Lenders Use Marketplaces to Bring Credit to Small Retailers

For Main Street’s small retailers, offering customers personalized financing options can be what separates a sale from a drive by.

As much as consumers are cautious about what they buy right now, they’re also selective in terms of which credit products they use to finance their purchases.

And not just one or two offers, Ed O’Donnell, CEO of Versatile Credit, told PYMNTS Karen Webster, but a slew of them that have been personalized to suit the consumer and the particular transaction.

“Increasingly, lenders are realizing that small- and medium-sized businesses offer tremendous opportunities,” he said, noting lenders’ traditional bias lending to the “big, sexy names” in retail, including the big-box stores, in their consumer financing efforts.

But now, Versatile Credit has been working in tandem with lenders to offer those solutions for smaller merchants at scale.

While SMBs and entrepreneurs are aware of the advantage that lies in offering financing in-store or online, it can still be tough for them to do so. As a result, the furniture retailers, the fashion boutiques, the salons or automotive shops that line Main Street often wind up missing out on top-line growth.

“Anybody who’s running a business right now is making decisions about the return on investments,” he said.

For the lenders, banks and nontraditional lenders among them, he said, there’s a lot of lifting in trying to manage 10,000 SMBs independently.

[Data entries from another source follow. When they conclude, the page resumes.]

//! Notification targets: who gets paged for an alert.

use std::fmt;
use std::str::FromStr;

use serde::ser::{Serialize, SerializeStruct, Serializer};

use crate::client::RootlyApi;
use crate::error::AlertError;
use crate::resolvers::EntityKind;

/// Kinds of notification target Rootly accepts.
#[derive(Debug, Clone, Copy, PartialEq, Eq, Hash)]
pub enum TargetKind {
    User,
    Service,
    EscalationPolicy,
    Group,
}

impl TargetKind {
    pub const ALL: [Self; 4] = [Self::User, Self::Service, Self::EscalationPolicy, Self::Group];

    /// Canonical type label sent to the API.
    #[must_use]
    pub const fn as_str(self) -> &'static str {
        match self {
            Self::User => "User",
            Self::Service => "Service",
            Self::EscalationPolicy => "EscalationPolicy",
            Self::Group => "Group",
        }
    }

    /// Entity looked up to find the target's identifier.
    #[must_use]
    pub const fn entity(self) -> EntityKind {
        match self {
            Self::User => EntityKind::User,
            Self::Service => EntityKind::Service,
            Self::EscalationPolicy => EntityKind::EscalationPolicy,
            Self::Group => EntityKind::Group,
        }
    }

    /// Resolve `name` into a target of this kind.
    pub async fn resolve(self, api: &dyn RootlyApi, name: &str) -> NotificationTarget {
        NotificationTarget {
            id: api.resolve_id(self.entity(), name).await,
            kind: Some(self),
        }
    }
}

impl FromStr for TargetKind {
    type Err = AlertError;

    fn from_str(s: &str) -> Result<Self, Self::Err> {
        match s.to_ascii_lowercase().as_str() {
            "user" => Ok(Self::User),
            "service" => Ok(Self::Service),
            "escalationpolicy" => Ok(Self::EscalationPolicy),
            "group" => Ok(Self::Group),
            _ => Err(AlertError::InvalidTargetType),
        }
    }
}

impl fmt::Display for TargetKind {
    fn fmt(&self, f: &mut fmt::Formatter<'_>) -> fmt::Result {
        f.write_str(self.as_str())
    }
}

/// Resolved notification target. The default value is the unset target.
#[derive(Debug, Clone, Default, PartialEq, Eq)]
pub struct NotificationTarget {
    /// Rootly identifier, empty when unset or unresolved.
    pub id: String,
    /// Target kind, `None` when unset.
    pub kind: Option<TargetKind>,
}

impl NotificationTarget {
    /// The unset target: empty id and type.
    #[must_use]
    pub fn empty() -> Self {
        Self::default()
    }

    /// Build a target from parts already known.
    pub fn new(kind: TargetKind, id: impl Into<String>) -> Self {
        Self {
            id: id.into(),
            kind: Some(kind),
        }
    }

    /// True iff both id and type are empty.
    #[must_use]
    pub fn is_empty(&self) -> bool {
        self.id.is_empty() && self.kind.is_none()
    }

    /// Type label as sent to the API, `""` when unset.
    #[must_use]
    pub fn type_label(&self) -> &'static str {
        self.kind.map_or("", TargetKind::as_str)
    }

    /// Resolve a target from a case-insensitive type tag and a name.
    ///
    /// # Errors
    /// Returns [`AlertError::InvalidTargetType`] when `target_type` is empty
    /// or unknown. Lookup failures are soft and leave the id empty.
    pub async fn resolve(
        api: &dyn RootlyApi,
        target_type: &str,
        name: &str,
    ) -> Result<Self, AlertError> {
        let kind: TargetKind = target_type.parse()?;
        Ok(kind.resolve(api, name).await)
    }

    /// Re-resolve only the id, keeping the stored type.
    ///
    /// # Errors
    /// Returns [`AlertError::InvalidTargetType`] when no type is stored.
    pub async fn with_resolved_id(
        &self,
        api: &dyn RootlyApi,
        name: &str,
    ) -> Result<Self, AlertError> {
        let kind = self.kind.ok_or(AlertError::InvalidTargetType)?;
        Ok(kind.resolve(api, name).await)
    }
}

impl Serialize for NotificationTarget {
    fn serialize<S: Serializer>(&self, serializer: S) -> Result<S::Ok, S::Error> {
        let mut state = serializer.serialize_struct("NotificationTarget", 2)?;
        state.serialize_field("id", &self.id)?;
        state.serialize_field("type", self.type_label())?;
        state.end()
    }
}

“The banks and the lenders, too, are realizing that it’s costly and takes a long time to develop their own technology solutions and bring them to market,” O’Donnell said.

But as he said, through the platform approach that brings those retailers and lenders together, merchants can offer shoppers customized options through a consortium of lenders. In terms of mechanics, Versatile Credit partners with over 30 prime, near-prime and no-credit-needed providers to deliver financing to shoppers across the FICO spectrum.

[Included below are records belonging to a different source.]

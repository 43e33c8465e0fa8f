use crate::gateway::AnalysisBackend;
use crate::store::{PersistentStore, StoreResult, keys};
use crate::types::{CachedDataset, DatasetFile};
use std::sync::Arc;
use std::sync::atomic::{AtomicBool, Ordering};
use tokio::task::JoinHandle;

/// Datasets at or above this size are not cached.
pub const MAX_CACHED_BYTES: usize = 5 * 1024 * 1024;
pub const RESTORED_FILENAME: &str = "restored_data.csv";

#[derive(Clone, Copy, Debug, PartialEq, Eq)]
pub enum CacheOutcome {
    Cached,
    TooLarge { size_bytes: usize },
    NotText,
    /// The store rejected the write; already logged.
    Failed,
}

/// Keeps the most recent upload so it can be replayed after a reload.
#[derive(Clone)]
pub struct DatasetCache {
    store: Arc<dyn PersistentStore>,
}

impl DatasetCache {
    pub fn new(store: Arc<dyn PersistentStore>) -> Self {
        Self { store }
    }

    /// Overwrite the cached dataset. Oversized or non-text files are skipped
    /// with a warning.
    pub fn cache(&self, file: &DatasetFile) -> CacheOutcome {
        let size_bytes = file.size_bytes();
        if size_bytes >= MAX_CACHED_BYTES {
            tracing::warn!(filename = %file.filename, size_bytes, "file too large to cache");
            return CacheOutcome::TooLarge { size_bytes };
        }

        let Ok(content) = std::str::from_utf8(&file.bytes) else {
            tracing::warn!(filename = %file.filename, "file is not text, not caching");
            return CacheOutcome::NotText;
        };

        match self.write(content, &file.filename) {
            Ok(()) => CacheOutcome::Cached,
            Err(err) => {
                tracing::warn!(error = %err, "failed to cache file");
                CacheOutcome::Failed
            }
        }
    }

    pub fn cached(&self) -> Option<CachedDataset> {
        let content = self.store.get(keys::CACHED_CSV)?;
        let filename = self
            .store
            .get(keys::CACHED_FILENAME)
            .filter(|name| !name.is_empty())
            .unwrap_or_else(|| RESTORED_FILENAME.to_string());
        Some(CachedDataset {
            filename,
            size_bytes: content.len(),
            content,
        })
    }

    fn write(&self, content: &str, filename: &str) -> StoreResult<()> {
        self.store.set(keys::CACHED_CSV, content)?;
        self.store.set(keys::CACHED_FILENAME, filename)
    }
}

/// Result of asking the restorer to run.
#[derive(Debug)]
pub enum Restoration {
    /// Already ran for this process, or nothing was cached.
    Skipped,
    /// Background re-upload in flight.
    Pending(JoinHandle<()>),
}

impl Restoration {
    pub fn is_pending(&self) -> bool {
        matches!(self, Restoration::Pending(_))
    }

    /// Wait for the background upload, if any.
    pub async fn finished(self) {
        if let Restoration::Pending(handle) = self {
            if let Err(err) = handle.await {
                tracing::warn!(error = %err, "restore task did not complete");
            }
        }
    }
}

/// Replays the cached dataset to the backend once per process so the server
/// rebuilds its analysis context after a reload.
pub struct SessionRestorer {
    cache: DatasetCache,
    backend: Arc<dyn AnalysisBackend>,
    restored: AtomicBool,
}

impl SessionRestorer {
    pub fn new(cache: DatasetCache, backend: Arc<dyn AnalysisBackend>) -> Self {
        Self {
            cache,
            backend,
            restored: AtomicBool::new(false),
        }
    }

    /// Fire-and-forget. Must be called inside a tokio runtime; upload errors
    /// are logged and never reach the caller.
    pub fn restore(&self) -> Restoration {
        if self.restored.swap(true, Ordering::SeqCst) {
            return Restoration::Skipped;
        }
        let Some(cached) = self.cache.cached() else {
            return Restoration::Skipped;
        };

        let backend = Arc::clone(&self.backend);
        let file = cached.into_file();
        Restoration::Pending(tokio::spawn(async move {
            match backend.upload(&file).await {
                Ok(()) => tracing::info!(filename = %file.filename, "session restored from cache"),
                Err(err) => tracing::warn!(error = %err, "failed to restore session"),
            }
        }))
    }

    pub fn has_run(&self) -> bool {
        self.restored.load(Ordering::SeqCst)
    }
}
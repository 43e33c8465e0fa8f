//! Profile-scoped key/value storage.
//!
//! Every component gets the store injected and touches only its own keys:
//! - conversation log: [`keys::CHAT_MESSAGES`]
//! - dataset cache: [`keys::CACHED_CSV`], [`keys::CACHED_FILENAME`]
//! - chart slot: [`keys::ACTIVE_CHART`]
//! - identity marker and session key: [`keys::USERNAME`], [`keys::USER_ID`], [`keys::SESSION_ID`]

use std::collections::HashMap;
use std::fs;
use std::path::{Path, PathBuf};
use std::sync::Mutex;

pub mod keys {
    pub const CHAT_MESSAGES: &str = "chat_messages";
    pub const CACHED_CSV: &str = "cached_csv";
    pub const CACHED_FILENAME: &str = "cached_filename";
    pub const ACTIVE_CHART: &str = "active_chart";
    pub const USERNAME: &str = "username";
    pub const USER_ID: &str = "user_id";
    pub const SESSION_ID: &str = "session_id";
}

#[derive(Debug, thiserror::Error)]
pub enum StoreError {
    #[error("storage I/O failed for `{key}`: {source}")]
    Io {
        key: String,
        #[source]
        source: std::io::Error,
    },

    #[error("failed to encode `{key}`: {source}")]
    Encode {
        key: String,
        #[source]
        source: serde_json::Error,
    },

    #[error("storage lock poisoned")]
    Poisoned,
}

pub type StoreResult<T> = Result<T, StoreError>;

/// Durable string-keyed storage shared by every component of one profile.
pub trait PersistentStore: Send + Sync {
    fn get(&self, key: &str) -> Option<String>;

    fn set(&self, key: &str, value: &str) -> StoreResult<()>;

    /// Removing a missing key is not an error.
    fn remove(&self, key: &str) -> StoreResult<()>;

    fn keys(&self) -> Vec<String>;
}

// ============================================
// File-backed store (native platforms)
// ============================================

/// One file per key under a profile directory.
pub struct FileStore {
    root: PathBuf,
}

impl FileStore {
    pub fn new(root: impl Into<PathBuf>) -> Self {
        Self { root: root.into() }
    }

    pub fn root(&self) -> &Path {
        &self.root
    }

    fn path_for(&self, key: &str) -> PathBuf {
        self.root.join(format!("{}.json", sanitize_key(key)))
    }
}

impl PersistentStore for FileStore {
    fn get(&self, key: &str) -> Option<String> {
        fs::read_to_string(self.path_for(key)).ok()
    }

    fn set(&self, key: &str, value: &str) -> StoreResult<()> {
        let io_err = |source| StoreError::Io {
            key: key.to_string(),
            source,
        };
        fs::create_dir_all(&self.root).map_err(io_err)?;
        fs::write(self.path_for(key), value).map_err(io_err)
    }

    fn remove(&self, key: &str) -> StoreResult<()> {
        let path = self.path_for(key);
        if path.exists() {
            fs::remove_file(path).map_err(|source| StoreError::Io {
                key: key.to_string(),
                source,
            })?;
        }
        Ok(())
    }

    fn keys(&self) -> Vec<String> {
        fs::read_dir(&self.root)
            .ok()
            .map(|entries| {
                entries
                    .flatten()
                    .filter_map(|entry| {
                        let path = entry.path();
                        if path.extension().and_then(|e| e.to_str()) == Some("json") {
                            path.file_stem()
                                .and_then(|s| s.to_str())
                                .map(|s| s.to_string())
                        } else {
                            None
                        }
                    })
                    .collect()
            })
            .unwrap_or_default()
    }
}

// ============================================
// In-memory store (wasm, tests)
// ============================================

#[derive(Default)]
pub struct MemoryStore {
    entries: Mutex<HashMap<String, String>>,
}

impl MemoryStore {
    pub fn new() -> Self {
        Self::default()
    }
}

impl PersistentStore for MemoryStore {
    fn get(&self, key: &str) -> Option<String> {
        self.entries.lock().ok()?.get(key).cloned()
    }

    fn set(&self, key: &str, value: &str) -> StoreResult<()> {
        let mut entries = self.entries.lock().map_err(|_| StoreError::Poisoned)?;
        entries.insert(key.to_string(), value.to_string());
        Ok(())
    }

    fn remove(&self, key: &str) -> StoreResult<()> {
        let mut entries = self.entries.lock().map_err(|_| StoreError::Poisoned)?;
        entries.remove(key);
        Ok(())
    }

    fn keys(&self) -> Vec<String> {
        self.entries
            .lock()
            .map(|entries| entries.keys().cloned().collect())
            .unwrap_or_default()
    }
}

/// Sanitize storage key for filesystem use
fn sanitize_key(key: &str) -> String {
    key.chars()
        .map(|c| {
            if c.is_ascii_alphanumeric() || c == '-' || c == '_' {
                c
            } else {
                '_'
            }
        })
        .take(64)
        .collect()
}
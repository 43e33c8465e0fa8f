use anyhow::{Context, Result};
use std::env;
use std::path::PathBuf;
use std::time::Duration;

/// Bundled config for builds that ship without a .env file (mobile, wasm)
const BUNDLED_CONFIG: &str = include_str!("../assets/config.env");

pub const API_URL_VAR: &str = "VECTORA_API_URL";
pub const TIMEOUT_VAR: &str = "VECTORA_REQUEST_TIMEOUT_SECS";
pub const PROFILE_DIR_VAR: &str = "VECTORA_PROFILE_DIR";

const DEFAULT_API_URL: &str = "http://127.0.0.1:8000";
const DEFAULT_TIMEOUT_SECS: u64 = 120;

#[derive(Clone, Debug, PartialEq)]
pub struct AppConfig {
    /// Base URL of the analysis API, without a trailing slash.
    pub api_base_url: String,
    /// `None` means no client-side timeout.
    pub request_timeout: Option<Duration>,
    /// Root of the file-backed profile store.
    pub profile_dir: PathBuf,
}

impl Default for AppConfig {
    fn default() -> Self {
        Self {
            api_base_url: DEFAULT_API_URL.to_string(),
            request_timeout: Some(Duration::from_secs(DEFAULT_TIMEOUT_SECS)),
            profile_dir: default_profile_dir(),
        }
    }
}

impl AppConfig {
    /// Read configuration from the process environment.
    pub fn from_env() -> Result<Self> {
        Self::from_lookup(|key| env::var(key).ok())
    }

    pub fn from_lookup(lookup: impl Fn(&str) -> Option<String>) -> Result<Self> {
        let mut config = Self::default();

        if let Some(url) = lookup(API_URL_VAR) {
            let url = url.trim().trim_end_matches('/');
            if !url.is_empty() {
                config.api_base_url = url.to_string();
            }
        }

        if let Some(raw) = lookup(TIMEOUT_VAR) {
            let secs: u64 = raw
                .trim()
                .parse()
                .with_context(|| format!("{TIMEOUT_VAR} must be a whole number of seconds"))?;
            config.request_timeout = (secs > 0).then(|| Duration::from_secs(secs));
        }

        if let Some(dir) = lookup(PROFILE_DIR_VAR).filter(|d| !d.trim().is_empty()) {
            config.profile_dir = PathBuf::from(dir);
        }

        Ok(config)
    }
}

fn default_profile_dir() -> PathBuf {
    if let Some(data_dir) = dirs::data_local_dir() {
        return data_dir.join("vectora").join("profile");
    }

    PathBuf::from("cache").join("profile")
}

#[cfg(not(target_arch = "wasm32"))]
pub fn load_dotenv() {
    // First try to load from .env file (desktop dev)
    if dotenvy::dotenv().is_ok() {
        return;
    }

    // Fall back to bundled config (mobile builds)
    load_bundled_config();
}

#[cfg(target_arch = "wasm32")]
pub fn load_dotenv() {
    load_bundled_config();
}

fn load_bundled_config() {
    for (key, value) in parse_env_lines(BUNDLED_CONFIG) {
        // Only set if not already set (allow env override)
        if env::var(key).is_err() {
            // SAFETY: called once at startup before any threads are spawned
            unsafe {
                env::set_var(key, value);
            }
        }
    }
}

fn parse_env_lines(source: &str) -> impl Iterator<Item = (&str, &str)> {
    source.lines().filter_map(|line| {
        let line = line.trim();
        if line.is_empty() || line.starts_with('#') {
            return None;
        }
        line.split_once('=')
            .map(|(key, value)| (key.trim(), value.trim()))
    })
}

By way of example, he pointed to the development and launch of TD Complete, a multi-lender waterfall application and sale processing platform hosted by Versatile Credit. The solution allows retailers to instantly approve more customers by providing real-time access to financing options from multiple lenders.

The platform streamlines authorization, sales and settlement for all lenders within the platform through a single point of access (rather than having to grapple with multiple platforms). For the retailers, there’s the benefit of having a multi-lender, integrated financing solution that in turn can help capture more sales.

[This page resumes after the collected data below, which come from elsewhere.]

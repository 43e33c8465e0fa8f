//! Integration tests for the HTTP gateway against a local mock server

use mockito::{Matcher, Server};
use serde_json::json;
use std::sync::Arc;
use std::time::Duration;
use vectora::AppConfig;
use vectora::gateway::{AnalysisBackend, AskRequest, AuthClient, HttpGateway, ProblemType};
use vectora::session::SessionGate;
use vectora::store::MemoryStore;
use vectora::types::DatasetFile;

const SESSION: &str = "3f1c9a5e-7d2b-4c1a-9e0f-2a6b8c4d1e7f";

fn config(server: &Server) -> AppConfig {
    AppConfig {
        api_base_url: server.url(),
        request_timeout: Some(Duration::from_secs(5)),
        ..AppConfig::default()
    }
}

fn gateway(server: &Server) -> HttpGateway {
    HttpGateway::new(&config(server), SESSION).unwrap()
}

mod analysis_tests {
    use super::*;

    #[tokio::test]
    async fn test_upload_sends_file_field_and_session() {
        let mut server = Server::new_async().await;
        let mock = server
            .mock("POST", "/upload")
            .match_header("x-session-id", SESSION)
            .match_header("content-type", Matcher::Regex("^multipart/form-data".into()))
            .match_body(Matcher::AllOf(vec![
                Matcher::Regex(r#"name="file"; filename="sales\.csv""#.into()),
                Matcher::Regex("Content-Type: text/csv".into()),
                Matcher::Regex("region,total\nnorth,10\n".into()),
            ]))
            .with_status(200)
            .with_body(r#"{"message":"ok"}"#)
            .create_async()
            .await;

        let file = DatasetFile::new("sales.csv", "region,total\nnorth,10\n");
        gateway(&server).upload(&file).await.unwrap();
        mock.assert_async().await;
    }

    #[tokio::test]
    async fn test_upload_error_detail_reaches_caller() {
        let mut server = Server::new_async().await;
        server
            .mock("POST", "/upload")
            .with_status(400)
            .with_body(r#"{"detail":"Unsupported file type"}"#)
            .create_async()
            .await;

        let err = gateway(&server)
            .upload(&DatasetFile::new("notes.txt", "hello"))
            .await
            .unwrap_err();
        assert_eq!(err.user_message(), "Unsupported file type");
    }

    #[tokio::test]
    async fn test_ask_posts_json_with_session() {
        let mut server = Server::new_async().await;
        let mock = server
            .mock("POST", "/ask")
            .match_header("x-session-id", SESSION)
            .match_body(Matcher::Json(json!({
                "question": "What's the average?",
                "visualize": true,
                "user_id": "u-7"
            })))
            .with_status(200)
            .with_body(r#"{"answer":"12.5","charts":[{"type":"bar","data":[1,2]}]}"#)
            .create_async()
            .await;

        let request =
            AskRequest::new("What's the average?", true).with_user_id(Some("u-7".into()));
        let response = gateway(&server).ask(&request).await.unwrap();
        mock.assert_async().await;

        assert_eq!(response.answer, "12.5");
        let charts = response.charts.unwrap();
        assert_eq!(charts[0].chart_type(), Some("bar"));
    }

    #[tokio::test]
    async fn test_ask_server_error_detail_is_verbatim() {
        let mut server = Server::new_async().await;
        server
            .mock("POST", "/ask")
            .with_status(500)
            .with_body(r#"{"detail":"no dataset"}"#)
            .create_async()
            .await;

        let err = gateway(&server)
            .ask(&AskRequest::new("What's the average?", false))
            .await
            .unwrap_err();
        assert_eq!(err.user_message(), "no dataset");
    }

    #[tokio::test]
    async fn test_ask_unparseable_error_uses_status() {
        let mut server = Server::new_async().await;
        server
            .mock("POST", "/ask")
            .with_status(502)
            .with_body("<html>Bad Gateway</html>")
            .create_async()
            .await;

        let err = gateway(&server)
            .ask(&AskRequest::new("anything", false))
            .await
            .unwrap_err();
        assert_eq!(err.user_message(), "Server error: 502");
    }
}

mod cleaning_tests {
    use super::*;

    #[tokio::test]
    async fn test_general_clean_omits_target() {
        let mut server = Server::new_async().await;
        let mock = server
            .mock("POST", "/clean/advanced")
            .match_header("x-session-id", SESSION)
            .match_query(Matcher::Exact("problem_type=general".into()))
            .with_status(200)
            .with_body(r#"{"summary":"Dropped 3 empty rows"}"#)
            .create_async()
            .await;

        let summary = gateway(&server)
            .clean_advanced(ProblemType::General, Some("label"))
            .await
            .unwrap();
        mock.assert_async().await;
        assert_eq!(summary.summary, "Dropped 3 empty rows");
        assert_eq!(summary.download, None);
    }

    #[tokio::test]
    async fn test_classification_clean_sends_target() {
        let mut server = Server::new_async().await;
        let mock = server
            .mock("POST", "/clean/advanced")
            .match_header("x-session-id", SESSION)
            .match_query(Matcher::AllOf(vec![
                Matcher::UrlEncoded("problem_type".into(), "classification".into()),
                Matcher::UrlEncoded("target".into(), "label".into()),
            ]))
            .with_status(200)
            .with_body(r#"{"summary":"Encoded 2 columns","download":"/download/advanced"}"#)
            .create_async()
            .await;

        let summary = gateway(&server)
            .clean_advanced(ProblemType::Classification, Some("label"))
            .await
            .unwrap();
        mock.assert_async().await;
        assert_eq!(summary.download.as_deref(), Some("/download/advanced"));
    }

    #[tokio::test]
    async fn test_download_returns_bytes() {
        let mut server = Server::new_async().await;
        let mock = server
            .mock("GET", "/download/advanced")
            .match_header("x-session-id", SESSION)
            .with_status(200)
            .with_header("content-type", "text/csv")
            .with_body("a,b\n1,2\n")
            .create_async()
            .await;

        let bytes = gateway(&server).download_cleaned().await.unwrap();
        mock.assert_async().await;
        assert_eq!(bytes, b"a,b\n1,2\n");
    }

    #[tokio::test]
    async fn test_download_without_cleaned_file_is_error() {
        let mut server = Server::new_async().await;
        server
            .mock("GET", "/download/advanced")
            .with_status(404)
            .with_body(r#"{"detail":"No cleaned file available"}"#)
            .create_async()
            .await;

        let err = gateway(&server).download_cleaned().await.unwrap_err();
        assert_eq!(err.user_message(), "No cleaned file available");
    }
}

mod auth_tests {
    use super::*;

    #[tokio::test]
    async fn test_login_writes_identity_marker() {
        let mut server = Server::new_async().await;
        server
            .mock("POST", "/auth/login")
            .match_body(Matcher::Json(json!({
                "email": "ada@example.com",
                "password": "hunter2"
            })))
            .with_status(200)
            .with_body(r#"{"user_id":"u-1","username":"Ada"}"#)
            .create_async()
            .await;

        let gate = SessionGate::new(Arc::new(MemoryStore::new()));
        let auth = AuthClient::new(&config(&server), gate.clone()).unwrap();
        let identity = auth.login("ada@example.com", "hunter2").await.unwrap();

        assert_eq!(identity.user_id, "u-1");
        assert!(!gate.check().requires_sign_in());
    }

    #[tokio::test]
    async fn test_failed_login_leaves_gate_closed() {
        let mut server = Server::new_async().await;
        server
            .mock("POST", "/auth/login")
            .with_status(401)
            .with_body("")
            .create_async()
            .await;

        let gate = SessionGate::new(Arc::new(MemoryStore::new()));
        let auth = AuthClient::new(&config(&server), gate.clone()).unwrap();
        let err = auth.login("ada@example.com", "wrong").await.unwrap_err();

        assert_eq!(err.user_message(), "Login failed");
        assert!(gate.check().requires_sign_in());
    }
}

The optimal approach leverages a “cascading” process, one in which a customer’s application begins with prime lenders offering promotional financing. Should that application be denied by this group, the application “cascades” to near-prime lenders. Another rejection cascades the application to sub-prime and, eventually, no-credit-required lenders often offering rent-to-own options.

“The technical lift becomes lighter for the lenders and for the merchants and quickly gives them lending products to take to the consumers,” he said.

The model is especially valuable to the in-store setting, as many SMBs may not operate online. O’Donnell noted that the financing offers can be made through in-store devices and in the aisles, or through QR codes that bring the offers onto the consumer’s own device.

“You can privately do the application process in a couple of minutes on your own without anybody shoulder surfing you — it’s more personal,” he said.

At the moment, he said, even consumers who are making more than $100,000 annually are taking advantage of promotional credit, 0% financing and even installment options.

Traditional Retail and Beyond

Beyond traditional retail, he noted that elective healthcare procedures represent an area of particular promise. He noted that Versatile Credit has gone to market with a national dental support organization (DSO), leveraging a dozen lenders in order to offer financing for various treatments. He said, too, that home improvement is a vertical that is growing quickly in the wake of COVID-related homebuying.

“If people do need to get windows or a roof, or they want to redo their kitchen, there are better credit products available and more specialized lenders available than there were two or three years ago,” he said.

Looking into 2023 and beyond, Versatile Credit has doubled the number of lenders on its platform in the past two years.

“And we’ll double again in the next two years,” he told Webster, “which really winds up being to the consumer’s benefit because it’s all about choice.”